Singapore's OSRAA: A new era for Online Safety in Singapore

Singapore has gone live with its latest piece of online safety legislation.  The Online Safety (Relief and Accountability) Act (OSRAA) took effect on 29 June 2026, and a dedicated online safety regulator, the Online Safety Commission (OSC) opened its doors on the same day.   

In our earlier TechInsights post, we covered the key features of the Act as it moved through Parliament.  A standout feature of the Act is its victim-centred approach: the Act creates new statutory torts which give victims a direct route to sue platforms and operators of online locations for damages, in parallel with the OSC’s powers to order takedowns and fines. 

Since our last post, a wave of high-profile civil claims against major platforms in the United States has sharpened the focus on the circumstances in which platforms might be legally accountable. This post looks more closely at the OSRAA statutory torts against that backdrop.

The Limits of Regulator Action and General Civil Claims

The OSRAA is one of the first regimes globally to give individuals a statute-based private right of action. So far, most regimes have relied primarily on regulator-initiated enforcement rather than victim-led civil claims: 

• In the UK, the Online Safety Act 2023 imposes statutory duties on platforms, but those duties are principally enforced by the regulator, OFCOM, through notices, directions and fines. 

• The EU Digital Services Act similarly places systemic obligations on platforms enforced by the European Commission and local regulators. 

• In the APAC region, Australia's Online Safety Act 2021 empowers the eSafety Commissioner to issue remedial directions, link deletion notices, and app removal orders, but does not contain express statutory private rights of action. 

These regulator-only models mean that a victim’s ability to receive relief depends on the regulator’s discretion and availability to act.  A regulatory breach also does not generally mean that a victim will receive compensatory damages for the harm suffered. 

In the absence of private statutory rights of action, victims have relied on a patchwork of general or common law causes of action to sue for online harms they have suffered. In a case widely considered to be a bellwether for the industry, a 20 year-old claimant successfully sued Meta and Google in the Los Angeles courts for USD 6 million in damages for harming her through defective products deliberately designed to hook young users. 

Other platforms (TikTok, SnapChat) reportedly settled her claims before trial. However, the legal and evidential thresholds for such civil claims are significant: defective design or conspiracy claims require proof that the platform knew of the defect; negligence requires a duty of care which platforms routinely seek to disclaim through terms of service; and defamation-based claims require proof of a false statement and are also ill-suited to image-based harms. 
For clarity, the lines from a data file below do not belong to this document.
#[cfg(test)]
mod tests {
    use super::*;

    fn tx(sender: &str, receiver: &str, amount: f64) -> Transaction {
        Transaction {
            sender: sender.to_string(),
            receiver: receiver.to_string(),
            amount,
            symbol: "MGIN".to_string(),
            data: String::new(),
            fee: 0.1,
            action: "TRANSFER".to_string(),
            contract_hash: String::new(),
            timestamp: 0,
        }
    }

    #[test]
    fn genesis_block_has_zero_index_and_sentinel_previous_hash() {
        let chain = Blockchain::genesis(100, 10.0, 0);
        assert_eq!(chain.blocks[0].index, 0);
        assert_eq!(chain.blocks[0].previous_hash, "0");
    }

    #[test]
    fn mined_block_hash_has_required_leading_zeros() {
        let mut chain = Blockchain::genesis(1, 10.0, 0);
        chain.new_wallet("alice");
        chain.wallets.get_mut("alice").unwrap().balance = 100.0;
        chain.submit_transaction(tx("alice", "bob", 5.0), 1).unwrap();
        let block = chain.mine_block("validator", 1).unwrap();
        let prefix = "0".repeat(block.difficulty as usize);
        assert!(block.hash.starts_with(&prefix));
        assert_eq!(block.previous_hash, chain.blocks[0].hash);
    }

    #[test]
    fn chain_verifies_after_mining() {
        let mut chain = Blockchain::genesis(1, 10.0, 0);
        chain.new_wallet("alice");
        chain.wallets.get_mut("alice").unwrap().balance = 100.0;
        chain.submit_transaction(tx("alice", "bob", 5.0), 1).unwrap();
        chain.mine_block("validator", 1).unwrap();
        assert!(chain.verify_chain());
    }

    #[test]
    fn insufficient_balance_is_rejected() {
        let mut chain = Blockchain::genesis(1, 10.0, 0);
        chain.new_wallet("alice");
        assert!(chain.submit_transaction(tx("alice", "bob", 5.0), 0).is_err());
    }

    #[test]
    fn encrypt_decrypt_roundtrips() {
        let cipher = encrypt_data("alice", "secret payload");
        assert_ne!(cipher, "secret payload");
        assert_eq!(decrypt_data("alice", &cipher).unwrap(), "secret payload");
    }

    #[test]
    fn encryption_is_deterministic_per_address() {
        let a = encrypt_data("alice", "hello");
        let b = encrypt_data("alice", "hello");
        assert_eq!(a, b);
    }

    #[test]
    fn difficulty_stays_within_clamp() {
        let block = Block {
            index: 0,
            timestamp: 0,
            nonce: 0,
            difficulty: 3,
            validation_time: 0.0,
            size: 0,
            previous_hash: "0".into(),
            hash: String::new(),
            checksum: String::new(),
            transactions: vec![],
            fee: 0.0,
            validator: GENESIS_ADDRESS.to_string(),
        };
        let next = retarget_difficulty(&block, 0);
        assert!(next <= MAX_DIFFICULTY && next >= MIN_DIFFICULTY);
    }
}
A clearer path for victims

Against this backdrop the OSRAA’s statutory tort regime stands out.  The OSRAA creates specific, targeted torts for nine categories of online harm: online harassment (including sexual harassment), doxxing, online stalking, intimate image abuse, image-based child abuse, online impersonation, inauthentic material abuse, online instigation of disproportionate harm, and incitement of violence. The first five will apply from 29 June 2026; the remaining categories will be phased in progressively.  Key aspects include:

• Direct statutory duties – no duty of care required: The OSRAA creates direct statutory duties on communicators (who must not engage in conduct constituting a specified online harm), administrators (who must not operate online locations facilitating harms and must take reasonable steps to address harms upon notice), and platforms (which must take reasonable measures to address specified harms after receiving notice). Victims need not first establish a common-law duty of care. 

• Clearer defences:  At the same time, the Act gives platforms and administrators greater certainty by introducing express reasonableness-based defences.  Platforms and administrators will not be liable if they can show that they acted reasonably after becoming aware of the harmful content. 

• Targeted remedies: The OSRAA framework expressly allows victims to claim compensatory damages, including for lost future earnings and loss of earning capacity; account of profits; and enhanced damages where the victim's request to address the harm was ignored without reasonable excuse.  Injunctions are also available to stop the dissemination of the harmful content, in parallel with any regulatory takedown directions. 

Some implications for platforms and administrators

• The OSRAA allows victims to simultaneously report harmful content to the OSC for fast-track regulatory relief, and bring civil proceedings for damages and injunctions. Platforms should prepare themselves to respond swiftly and consistently to challenges on multiple fronts.

• Platforms should review their terms of service and other user contracts, and take advice on the scope and enforceability of any limitations of liability.  While yet to be tested, any attempt to contractually exclude or limit OSRAA duties is likely to be challenged. 

• The OSRAA’s multi-factorial reasonableness test is likely to map onto the “systems and processes” obligations that the largest social media platforms already face under the Singapore’s Code of Practice for Online Safety (Social Media Services). Designated platforms should continue to invest in compliance with these standards, which would also serve as a building block to defend against any civil claims.